A CRC-Based Classifier Micro-Engine for Efficient Flow Processing in SDN-Based Internet of Things.
Our world is connected by Internet of things (IoT). In the past few years, the considerable growth of network bandwidth and development of hardware technologies, especially in mobile communications, have led to a significant increase in the speed of communication lines of this worldwide network [1, 2]. That is, the speed of communication lines is reached to higher than "terabits per second." The SDN paradigm aims to achieve good performance in managing networks by accelerating routers and switches to process the packets with the rate of network links [3, 4]. Making SDN flexible enough to satisfy the different requirements of heterogeneous IoT applications is desirable in terms of software-defined IoT (SD-IoT) [5, 6]. For this purpose, network devices are equipped with a new mechanism, naming packet classification, which lets them to be flow-aware. That is, the network device, first classifies the incoming packets into predefined flows according to a set of filters, then any further processing is done accordingly. Therefore, a variety of packet processor devices including routers, firewalls, intrusion detection systems, account management systems, and network management systems use packet classification [1, 7-10]. That is, a number of important network management functions such as access control, quality of service provisioning, firewall, traffic policing, and policy-based switching make use of packet classification.
There are five fields in a typical classification rule including source and destination IP addresses (SA and DA), source and destination port numbers (SP and DP, respectively), and protocol (PT). SA and DA are address prefixes, SP and DP are number ranges, and the PT field may be either a specified value or a wildcard. The order of rules in a rule set determines their priority. The last rule is the default rule in which all the five fields are equal to the wildcard. If an incoming packet matches more than one rule, the action corresponding to the rule with the highest priority is performed. A description for packet classification algorithms is found in .
Classification of Internet packets in network devices is conducted through either software-based or hardware-based approaches. Considerable time overload of software-based methods makes them less popular among network equipment manufacturers . On the other hand, there is a widespread tendency towards hardware-based methods and their higher throughput rate and lower delay . Hardware-based implementation of packet classification algorithms may categorized into two groups. The first group consists of algorithms based on parallel search in the content addressable memory (CAM) chips Z-TCAM , E-TCAM , and ZI-CAM . In spite of their relatively high speeds, the use of ternary memories in these algorithms leads to disadvantages such as excessive power consumption, lower speed than other memory cells, lack of scalability, undue consumption of chip resources, and high prices. The second group consists of algorithms such as decision tree, decomposition tree, geometric space, field encryption, and similar methods which are realized on programmable hardware devices like ASIC or FPGA.
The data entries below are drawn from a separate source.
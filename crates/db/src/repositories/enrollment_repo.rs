//! Repository for the `course_enrollments` table.
//!
//! Rows are never deleted here: unenrolment is a status update so the
//! `(user_id, course_id)` pair stays unique and history is kept.

use learnhub_core::types::DbId;
use sqlx::{PgConnection, PgExecutor, PgPool};

use crate::models::enrollment::{Enrollment, EnrollmentCountRow, EnrollmentWithCourse};

const COLUMNS: &str =
    "id, user_id, course_id, enrollment_date, status, settings, created_at, updated_at";

const WITH_COURSE_COLUMNS: &str = "e.id, e.user_id, e.course_id, c.title AS course_title, \
                                    c.status AS course_status, e.enrollment_date, e.status, \
                                    e.updated_at";

pub struct EnrollmentRepo;

impl EnrollmentRepo {
    pub async fn find<'e, E>(
        executor: E,
        user_id: DbId,
        course_id: DbId,
    ) -> Result<Option<Enrollment>, sqlx::Error>
    where
        E: PgExecutor<'e>,
    {
        let query = format!(
            "SELECT {COLUMNS} FROM course_enrollments WHERE user_id = $1 AND course_id = $2"
        );
        sqlx::query_as::<_, Enrollment>(&query)
            .bind(user_id)
            .bind(course_id)
            .fetch_optional(executor)
            .await
    }

    /// Find the enrolment for a pair and lock it for the rest of the transaction.
    pub async fn find_for_update(
        conn: &mut PgConnection,
        user_id: DbId,
        course_id: DbId,
    ) -> Result<Option<Enrollment>, sqlx::Error> {
        let query = format!(
            "SELECT {COLUMNS} FROM course_enrollments
             WHERE user_id = $1 AND course_id = $2
             FOR UPDATE"
        );
        sqlx::query_as::<_, Enrollment>(&query)
            .bind(user_id)
            .bind(course_id)
            .fetch_optional(conn)
            .await
    }

    /// Insert an `active` enrolment. Fails on `uq_course_enrollments_user_course`
    /// if the pair already exists.
    pub async fn create<'e, E>(
        executor: E,
        user_id: DbId,
        course_id: DbId,
        settings: &serde_json::Value,
    ) -> Result<Enrollment, sqlx::Error>
    where
        E: PgExecutor<'e>,
    {
        let query = format!(
            "INSERT INTO course_enrollments (user_id, course_id, settings)
             VALUES ($1, $2, $3)
             RETURNING {COLUMNS}"
        );
        sqlx::query_as::<_, Enrollment>(&query)
            .bind(user_id)
            .bind(course_id)
            .bind(settings)
            .fetch_one(executor)
            .await
    }

    pub async fn set_status<'e, E>(
        executor: E,
        id: DbId,
        status: &str,
    ) -> Result<Enrollment, sqlx::Error>
    where
        E: PgExecutor<'e>,
    {
        let query =
            format!("UPDATE course_enrollments SET status = $2 WHERE id = $1 RETURNING {COLUMNS}");
        sqlx::query_as::<_, Enrollment>(&query)
            .bind(id)
            .bind(status)
            .fetch_one(executor)
            .await
    }

    /// A user's enrolments with course context, newest first.
    pub async fn list_for_user(
        pool: &PgPool,
        user_id: DbId,
    ) -> Result<Vec<EnrollmentWithCourse>, sqlx::Error> {
        let query = format!(
            "SELECT {WITH_COURSE_COLUMNS}
             FROM course_enrollments e
             JOIN courses c ON c.id = e.course_id
             WHERE e.user_id = $1
             ORDER BY e.enrollment_date DESC, e.id DESC"
        );
        sqlx::query_as::<_, EnrollmentWithCourse>(&query)
            .bind(user_id)
            .fetch_all(pool)
            .await
    }

    /// Enrolments of one course, oldest first.
    pub async fn list_for_course(
        pool: &PgPool,
        course_id: DbId,
    ) -> Result<Vec<EnrollmentWithCourse>, sqlx::Error> {
        let query = format!(
            "SELECT {WITH_COURSE_COLUMNS}
             FROM course_enrollments e
             JOIN courses c ON c.id = e.course_id
             WHERE e.course_id = $1
             ORDER BY e.enrollment_date, e.id"
        );
        sqlx::query_as::<_, EnrollmentWithCourse>(&query)
            .bind(course_id)
            .fetch_all(pool)
            .await
    }

    /// Enrolments on courses a user created or teaches, newest first.
    pub async fn list_for_teacher(
        pool: &PgPool,
        teacher_id: DbId,
    ) -> Result<Vec<EnrollmentWithCourse>, sqlx::Error> {
        let query = format!(
            "SELECT {WITH_COURSE_COLUMNS}
             FROM course_enrollments e
             JOIN courses c ON c.id = e.course_id
             WHERE c.creator_id = $1
                OR EXISTS (SELECT 1 FROM course_instructors ci
                           WHERE ci.course_id = c.id AND ci.user_id = $1)
             ORDER BY e.enrollment_date DESC, e.id DESC"
        );
        sqlx::query_as::<_, EnrollmentWithCourse>(&query)
            .bind(teacher_id)
            .fetch_all(pool)
            .await
    }

    /// Every enrolment, newest first.
    pub async fn list_all(pool: &PgPool) -> Result<Vec<EnrollmentWithCourse>, sqlx::Error> {
        let query = format!(
            "SELECT {WITH_COURSE_COLUMNS}
             FROM course_enrollments e
             JOIN courses c ON c.id = e.course_id
             ORDER BY e.enrollment_date DESC, e.id DESC"
        );
        sqlx::query_as::<_, EnrollmentWithCourse>(&query)
            .fetch_all(pool)
            .await
    }

    /// Counts by status, for one course or (with `None`) the whole platform.
    pub async fn counts(
        pool: &PgPool,
        course_id: Option<DbId>,
    ) -> Result<EnrollmentCountRow, sqlx::Error> {
        sqlx::query_as::<_, EnrollmentCountRow>(
            "SELECT COUNT(*) AS total,
                    COUNT(*) FILTER (WHERE status = 'active') AS active,
                    COUNT(*) FILTER (WHERE status = 'completed') AS completed,
                    COUNT(*) FILTER (WHERE status = 'dropped') AS dropped
             FROM course_enrollments
             WHERE ($1::BIGINT IS NULL OR course_id = $1)",
        )
        .bind(course_id)
        .fetch_one(pool)
        .await
    }

    /// Counts by status across one user's enrolments.
    pub async fn counts_for_user(
        pool: &PgPool,
        user_id: DbId,
    ) -> Result<EnrollmentCountRow, sqlx::Error> {
        sqlx::query_as::<_, EnrollmentCountRow>(
            "SELECT COUNT(*) AS total,
                    COUNT(*) FILTER (WHERE status = 'active') AS active,
                    COUNT(*) FILTER (WHERE status = 'completed') AS completed,
                    COUNT(*) FILTER (WHERE status = 'dropped') AS dropped
             FROM course_enrollments
             WHERE user_id = $1",
        )
        .bind(user_id)
        .fetch_one(pool)
        .await
    }
}
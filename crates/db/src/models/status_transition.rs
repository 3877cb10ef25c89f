//! Course status transition audit rows.

use learnhub_core::types::{DbId, Timestamp};
use serde::{Deserialize, Serialize};
use sqlx::FromRow;

/// A row from the `course_status_transitions` table.
#[derive(Debug, Clone, PartialEq, FromRow, Serialize, Deserialize)]
pub struct StatusTransition {
    pub id: DbId,
    pub course_id: DbId,
    pub from_status: String,
    pub to_status: String,
    pub changed_by: Option<DbId>,
    pub reason: String,
    pub changed_at: Timestamp,
    pub created_at: Timestamp,
    pub updated_at: Timestamp,
}

#[derive(Debug, Clone)]
pub struct CreateStatusTransition {
    pub course_id: DbId,
    pub from_status: String,
    pub to_status: String,
    pub changed_by: DbId,
    pub reason: String,
}
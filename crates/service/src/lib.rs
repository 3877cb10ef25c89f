//! LearnHub engine.
//!
//! Exposes the operations of the learning platform (accounts, catalogue,
//! enrolment and progress, quizzes, analytics) as async functions over an
//! [`EngineState`](state::EngineState). Every operation takes the requesting
//! [`Principal`](learnhub_core::access::Principal) and returns a
//! [`ServiceResult`](error::ServiceResult). Transport layers translate
//! to and from these calls.

pub mod analytics;
pub mod auth;
pub mod cache;
pub mod config;
pub mod courses;
pub mod enrollments;
pub mod error;
pub mod progress;
pub mod quiz;
pub mod state;
pub mod tasks;
pub mod telemetry;
pub mod users;
pub mod versions;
The main challenge in designing hardware-based methods is increasing the ratio of throughput to design cost. The throughput of a classifier is the number of packets that are classified in unit time. The required memory space is the main indicator of the system design cost. To reach this optimal point, we propose a micro-core that lowers memory consumption and simultaneously increases the classification throughput. The chief contributions of this paper are as follows:
(1) The proposed micro-core uses SRAM and BRAM cells, which allow for dual-port implementations.
(2) The proposed engine does not use any ternary content addressable memory. Instead, it encodes all of the prefixes by a cyclic redundancy check (CRC) code.
(3) Implementing the proposed classifier on Virtex[R]6 FPGA shows that the memory cost reduces to 14.5 bytes per rule, and simultaneously the throughput of the classifier reaches 324 Mpps. This result confirms the superiority of the proposed architecture to its counterparts.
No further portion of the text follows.